- [About this exercise] All lines between the start of the listing below and the line containing "pub const DEFAULT_CONFIG_TOML: &str", inclusive, must be repeated exactly.

- [Information]
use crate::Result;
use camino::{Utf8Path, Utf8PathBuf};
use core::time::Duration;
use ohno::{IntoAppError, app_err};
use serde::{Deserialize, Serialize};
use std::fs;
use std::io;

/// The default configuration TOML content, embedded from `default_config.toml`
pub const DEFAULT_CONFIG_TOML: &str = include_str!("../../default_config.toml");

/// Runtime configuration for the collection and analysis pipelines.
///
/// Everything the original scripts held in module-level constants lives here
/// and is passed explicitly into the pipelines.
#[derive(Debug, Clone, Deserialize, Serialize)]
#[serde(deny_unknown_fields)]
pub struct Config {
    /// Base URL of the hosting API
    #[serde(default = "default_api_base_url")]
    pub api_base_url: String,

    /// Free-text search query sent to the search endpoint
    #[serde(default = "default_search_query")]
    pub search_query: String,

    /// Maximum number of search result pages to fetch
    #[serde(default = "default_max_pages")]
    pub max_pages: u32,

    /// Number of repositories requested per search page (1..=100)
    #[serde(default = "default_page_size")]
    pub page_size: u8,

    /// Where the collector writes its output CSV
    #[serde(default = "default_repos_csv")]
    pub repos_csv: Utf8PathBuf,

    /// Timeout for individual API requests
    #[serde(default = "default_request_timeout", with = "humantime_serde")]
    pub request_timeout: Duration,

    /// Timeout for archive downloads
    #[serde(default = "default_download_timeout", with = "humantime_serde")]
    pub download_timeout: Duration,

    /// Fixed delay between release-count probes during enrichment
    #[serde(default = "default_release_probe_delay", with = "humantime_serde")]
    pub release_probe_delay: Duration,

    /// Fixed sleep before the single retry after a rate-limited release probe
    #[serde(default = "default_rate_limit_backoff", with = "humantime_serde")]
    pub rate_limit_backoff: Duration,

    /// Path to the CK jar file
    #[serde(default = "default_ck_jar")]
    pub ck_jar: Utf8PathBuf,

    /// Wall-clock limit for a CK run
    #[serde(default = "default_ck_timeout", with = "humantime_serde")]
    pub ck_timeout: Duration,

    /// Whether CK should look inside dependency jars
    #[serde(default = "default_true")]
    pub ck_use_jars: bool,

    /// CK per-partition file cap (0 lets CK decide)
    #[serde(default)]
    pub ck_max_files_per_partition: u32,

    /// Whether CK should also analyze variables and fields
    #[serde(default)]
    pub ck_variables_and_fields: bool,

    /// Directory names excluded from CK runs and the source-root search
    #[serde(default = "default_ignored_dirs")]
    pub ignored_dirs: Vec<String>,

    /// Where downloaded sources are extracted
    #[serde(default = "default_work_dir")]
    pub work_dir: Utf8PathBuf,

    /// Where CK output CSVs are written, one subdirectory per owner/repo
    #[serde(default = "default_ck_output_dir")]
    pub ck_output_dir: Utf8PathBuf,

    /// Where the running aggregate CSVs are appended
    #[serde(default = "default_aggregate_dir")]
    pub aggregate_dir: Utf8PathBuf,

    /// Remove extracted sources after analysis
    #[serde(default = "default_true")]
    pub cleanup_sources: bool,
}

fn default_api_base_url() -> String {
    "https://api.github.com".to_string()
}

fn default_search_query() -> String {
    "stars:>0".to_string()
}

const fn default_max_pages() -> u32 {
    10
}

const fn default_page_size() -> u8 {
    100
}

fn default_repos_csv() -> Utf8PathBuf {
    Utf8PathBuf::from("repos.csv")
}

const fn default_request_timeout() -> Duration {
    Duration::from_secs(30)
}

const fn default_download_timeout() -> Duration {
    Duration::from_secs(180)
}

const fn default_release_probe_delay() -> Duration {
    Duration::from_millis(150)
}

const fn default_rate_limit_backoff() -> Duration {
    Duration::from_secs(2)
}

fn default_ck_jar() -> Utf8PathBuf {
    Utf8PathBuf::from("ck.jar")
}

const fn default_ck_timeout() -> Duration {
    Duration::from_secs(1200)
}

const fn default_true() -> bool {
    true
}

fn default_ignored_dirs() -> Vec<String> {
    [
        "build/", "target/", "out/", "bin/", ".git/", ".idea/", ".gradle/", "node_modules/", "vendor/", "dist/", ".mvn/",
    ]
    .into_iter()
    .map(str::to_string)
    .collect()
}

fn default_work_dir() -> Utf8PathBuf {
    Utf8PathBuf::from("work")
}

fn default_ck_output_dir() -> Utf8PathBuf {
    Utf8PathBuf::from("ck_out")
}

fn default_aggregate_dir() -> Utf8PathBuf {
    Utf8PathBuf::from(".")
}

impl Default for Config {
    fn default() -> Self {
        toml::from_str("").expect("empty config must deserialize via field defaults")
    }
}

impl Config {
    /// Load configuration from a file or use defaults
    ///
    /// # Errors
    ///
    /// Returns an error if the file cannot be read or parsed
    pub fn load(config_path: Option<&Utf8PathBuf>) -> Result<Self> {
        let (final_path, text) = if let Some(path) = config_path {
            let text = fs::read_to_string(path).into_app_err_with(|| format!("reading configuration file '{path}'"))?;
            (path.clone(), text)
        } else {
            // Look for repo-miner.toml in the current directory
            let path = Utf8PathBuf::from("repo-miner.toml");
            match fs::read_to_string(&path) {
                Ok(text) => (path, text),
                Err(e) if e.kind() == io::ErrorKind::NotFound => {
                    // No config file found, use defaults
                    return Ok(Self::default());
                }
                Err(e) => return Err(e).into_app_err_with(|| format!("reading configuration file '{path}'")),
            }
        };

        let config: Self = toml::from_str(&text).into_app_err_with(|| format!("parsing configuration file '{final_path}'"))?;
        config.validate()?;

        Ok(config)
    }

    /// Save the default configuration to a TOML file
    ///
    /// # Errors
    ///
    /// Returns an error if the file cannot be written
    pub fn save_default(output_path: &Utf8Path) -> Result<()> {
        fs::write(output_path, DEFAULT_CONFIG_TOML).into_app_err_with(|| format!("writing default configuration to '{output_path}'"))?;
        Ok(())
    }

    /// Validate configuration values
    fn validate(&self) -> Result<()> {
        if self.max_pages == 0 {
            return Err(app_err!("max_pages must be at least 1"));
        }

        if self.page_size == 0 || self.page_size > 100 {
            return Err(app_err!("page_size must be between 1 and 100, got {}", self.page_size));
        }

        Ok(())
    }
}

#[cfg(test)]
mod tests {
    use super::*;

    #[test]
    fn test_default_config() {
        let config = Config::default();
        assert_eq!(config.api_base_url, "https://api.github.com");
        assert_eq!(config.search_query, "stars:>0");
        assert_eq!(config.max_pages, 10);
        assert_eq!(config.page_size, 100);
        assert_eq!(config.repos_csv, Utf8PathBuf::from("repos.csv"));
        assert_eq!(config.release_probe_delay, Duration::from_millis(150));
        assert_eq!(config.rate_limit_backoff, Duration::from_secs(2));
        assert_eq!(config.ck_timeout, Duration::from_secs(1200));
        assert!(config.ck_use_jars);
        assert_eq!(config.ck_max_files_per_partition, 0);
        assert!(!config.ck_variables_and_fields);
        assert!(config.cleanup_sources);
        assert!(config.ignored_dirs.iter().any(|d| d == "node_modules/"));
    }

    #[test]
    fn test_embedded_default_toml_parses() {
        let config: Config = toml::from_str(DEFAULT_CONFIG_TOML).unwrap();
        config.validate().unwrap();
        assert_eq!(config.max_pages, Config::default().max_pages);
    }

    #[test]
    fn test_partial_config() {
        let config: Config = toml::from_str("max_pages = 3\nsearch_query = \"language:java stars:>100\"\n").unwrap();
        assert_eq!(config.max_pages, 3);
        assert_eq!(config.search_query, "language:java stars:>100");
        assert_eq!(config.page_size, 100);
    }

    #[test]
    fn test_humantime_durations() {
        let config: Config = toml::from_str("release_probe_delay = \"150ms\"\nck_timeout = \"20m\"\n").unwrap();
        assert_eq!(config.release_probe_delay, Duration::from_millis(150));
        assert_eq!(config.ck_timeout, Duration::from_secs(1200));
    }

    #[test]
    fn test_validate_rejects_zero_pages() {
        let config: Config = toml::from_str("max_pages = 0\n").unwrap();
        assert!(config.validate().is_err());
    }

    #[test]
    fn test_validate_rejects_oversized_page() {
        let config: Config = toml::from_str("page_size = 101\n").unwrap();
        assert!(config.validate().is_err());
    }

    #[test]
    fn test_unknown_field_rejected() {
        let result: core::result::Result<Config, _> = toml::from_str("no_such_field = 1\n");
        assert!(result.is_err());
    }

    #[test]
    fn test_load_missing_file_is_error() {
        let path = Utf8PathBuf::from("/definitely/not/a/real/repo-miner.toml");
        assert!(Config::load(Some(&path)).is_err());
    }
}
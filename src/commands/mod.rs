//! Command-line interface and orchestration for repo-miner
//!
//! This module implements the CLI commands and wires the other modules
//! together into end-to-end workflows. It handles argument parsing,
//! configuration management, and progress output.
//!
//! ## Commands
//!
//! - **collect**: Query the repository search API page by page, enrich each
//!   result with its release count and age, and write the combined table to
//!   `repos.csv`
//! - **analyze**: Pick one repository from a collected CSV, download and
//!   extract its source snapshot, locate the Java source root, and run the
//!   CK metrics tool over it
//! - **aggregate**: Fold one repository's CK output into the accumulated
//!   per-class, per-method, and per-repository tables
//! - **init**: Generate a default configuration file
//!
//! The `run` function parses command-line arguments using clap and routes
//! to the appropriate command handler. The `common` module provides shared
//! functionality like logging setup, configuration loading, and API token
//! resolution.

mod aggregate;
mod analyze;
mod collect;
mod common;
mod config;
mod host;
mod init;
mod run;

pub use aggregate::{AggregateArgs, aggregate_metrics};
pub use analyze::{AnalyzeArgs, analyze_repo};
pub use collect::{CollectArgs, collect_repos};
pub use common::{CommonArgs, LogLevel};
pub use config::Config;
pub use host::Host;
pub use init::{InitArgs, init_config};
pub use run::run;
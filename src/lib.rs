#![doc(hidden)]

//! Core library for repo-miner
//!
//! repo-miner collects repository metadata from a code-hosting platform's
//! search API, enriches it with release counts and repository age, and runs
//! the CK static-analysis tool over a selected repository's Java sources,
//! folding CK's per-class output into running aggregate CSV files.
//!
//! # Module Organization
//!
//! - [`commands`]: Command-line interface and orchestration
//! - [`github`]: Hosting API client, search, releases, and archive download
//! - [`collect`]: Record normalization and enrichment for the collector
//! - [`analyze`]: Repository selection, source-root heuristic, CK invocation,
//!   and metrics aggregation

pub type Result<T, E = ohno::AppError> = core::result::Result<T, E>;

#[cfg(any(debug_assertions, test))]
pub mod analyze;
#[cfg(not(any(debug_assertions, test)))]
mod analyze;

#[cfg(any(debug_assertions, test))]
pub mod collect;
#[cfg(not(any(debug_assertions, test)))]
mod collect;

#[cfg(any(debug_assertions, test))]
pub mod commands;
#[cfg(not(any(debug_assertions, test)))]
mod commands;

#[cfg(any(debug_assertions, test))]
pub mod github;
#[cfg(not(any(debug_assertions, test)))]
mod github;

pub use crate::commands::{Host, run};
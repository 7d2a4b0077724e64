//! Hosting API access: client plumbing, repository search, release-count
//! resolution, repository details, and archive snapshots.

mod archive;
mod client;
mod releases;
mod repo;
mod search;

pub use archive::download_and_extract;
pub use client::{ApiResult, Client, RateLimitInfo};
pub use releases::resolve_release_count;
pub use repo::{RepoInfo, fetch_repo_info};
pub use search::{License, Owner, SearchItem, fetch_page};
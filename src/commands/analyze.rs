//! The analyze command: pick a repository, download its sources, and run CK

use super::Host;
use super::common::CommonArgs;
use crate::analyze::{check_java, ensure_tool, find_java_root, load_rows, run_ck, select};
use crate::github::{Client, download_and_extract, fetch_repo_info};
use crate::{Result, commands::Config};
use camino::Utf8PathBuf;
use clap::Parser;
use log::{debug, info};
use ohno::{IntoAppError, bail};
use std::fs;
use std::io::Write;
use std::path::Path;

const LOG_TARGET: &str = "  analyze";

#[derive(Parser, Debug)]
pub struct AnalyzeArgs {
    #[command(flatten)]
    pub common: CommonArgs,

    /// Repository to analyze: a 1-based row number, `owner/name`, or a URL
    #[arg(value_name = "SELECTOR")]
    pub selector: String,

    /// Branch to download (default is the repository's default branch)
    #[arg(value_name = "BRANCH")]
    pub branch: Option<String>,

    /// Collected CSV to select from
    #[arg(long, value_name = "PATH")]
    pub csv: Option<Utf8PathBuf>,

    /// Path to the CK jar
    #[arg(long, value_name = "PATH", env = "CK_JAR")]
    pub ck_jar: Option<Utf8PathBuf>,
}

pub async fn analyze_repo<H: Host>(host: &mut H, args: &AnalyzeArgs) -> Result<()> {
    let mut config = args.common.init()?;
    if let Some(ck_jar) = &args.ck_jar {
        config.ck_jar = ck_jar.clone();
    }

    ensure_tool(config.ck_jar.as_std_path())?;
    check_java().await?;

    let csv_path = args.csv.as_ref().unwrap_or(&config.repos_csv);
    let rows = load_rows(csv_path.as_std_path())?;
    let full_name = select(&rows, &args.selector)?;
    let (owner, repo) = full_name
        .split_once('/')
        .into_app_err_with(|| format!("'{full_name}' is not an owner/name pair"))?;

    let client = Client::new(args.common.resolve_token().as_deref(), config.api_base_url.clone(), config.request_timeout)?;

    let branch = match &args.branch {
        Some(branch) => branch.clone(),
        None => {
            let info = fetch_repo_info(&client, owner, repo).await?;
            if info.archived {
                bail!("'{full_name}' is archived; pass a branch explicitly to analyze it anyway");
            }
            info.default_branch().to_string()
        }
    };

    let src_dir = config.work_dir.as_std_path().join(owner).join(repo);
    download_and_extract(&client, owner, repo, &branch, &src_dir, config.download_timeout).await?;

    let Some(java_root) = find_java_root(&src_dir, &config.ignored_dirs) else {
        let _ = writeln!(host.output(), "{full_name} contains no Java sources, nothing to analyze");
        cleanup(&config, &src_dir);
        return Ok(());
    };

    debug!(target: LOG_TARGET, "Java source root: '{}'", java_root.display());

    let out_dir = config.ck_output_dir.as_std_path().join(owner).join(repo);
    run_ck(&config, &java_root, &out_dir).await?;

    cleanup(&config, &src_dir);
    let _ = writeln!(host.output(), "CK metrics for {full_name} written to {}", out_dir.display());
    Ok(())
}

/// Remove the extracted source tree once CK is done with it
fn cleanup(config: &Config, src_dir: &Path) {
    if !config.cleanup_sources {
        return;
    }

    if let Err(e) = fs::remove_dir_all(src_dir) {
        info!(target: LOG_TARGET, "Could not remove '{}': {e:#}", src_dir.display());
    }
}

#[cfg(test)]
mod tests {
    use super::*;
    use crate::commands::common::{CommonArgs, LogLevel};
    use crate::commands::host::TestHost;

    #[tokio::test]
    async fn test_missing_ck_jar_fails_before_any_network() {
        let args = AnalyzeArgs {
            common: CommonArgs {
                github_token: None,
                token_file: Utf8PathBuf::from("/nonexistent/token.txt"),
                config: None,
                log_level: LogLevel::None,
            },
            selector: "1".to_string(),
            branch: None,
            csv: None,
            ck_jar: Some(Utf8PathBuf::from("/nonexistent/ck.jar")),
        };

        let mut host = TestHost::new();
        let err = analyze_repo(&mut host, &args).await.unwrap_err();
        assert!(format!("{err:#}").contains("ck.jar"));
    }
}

- [Written reply]
use crate::Result;
use camino::{Utf8Path, Utf8PathBuf};
use core::time::Duration;
use ohno::{IntoAppError, app_err};
use serde::{Deserialize, Serialize};
use std::fs;
use std::io;

/// The default configuration TOML content, embedded from `default_config.toml`
pub const DEFAULT_CONFIG_TOML: &str = include_str!("../../default_config.toml");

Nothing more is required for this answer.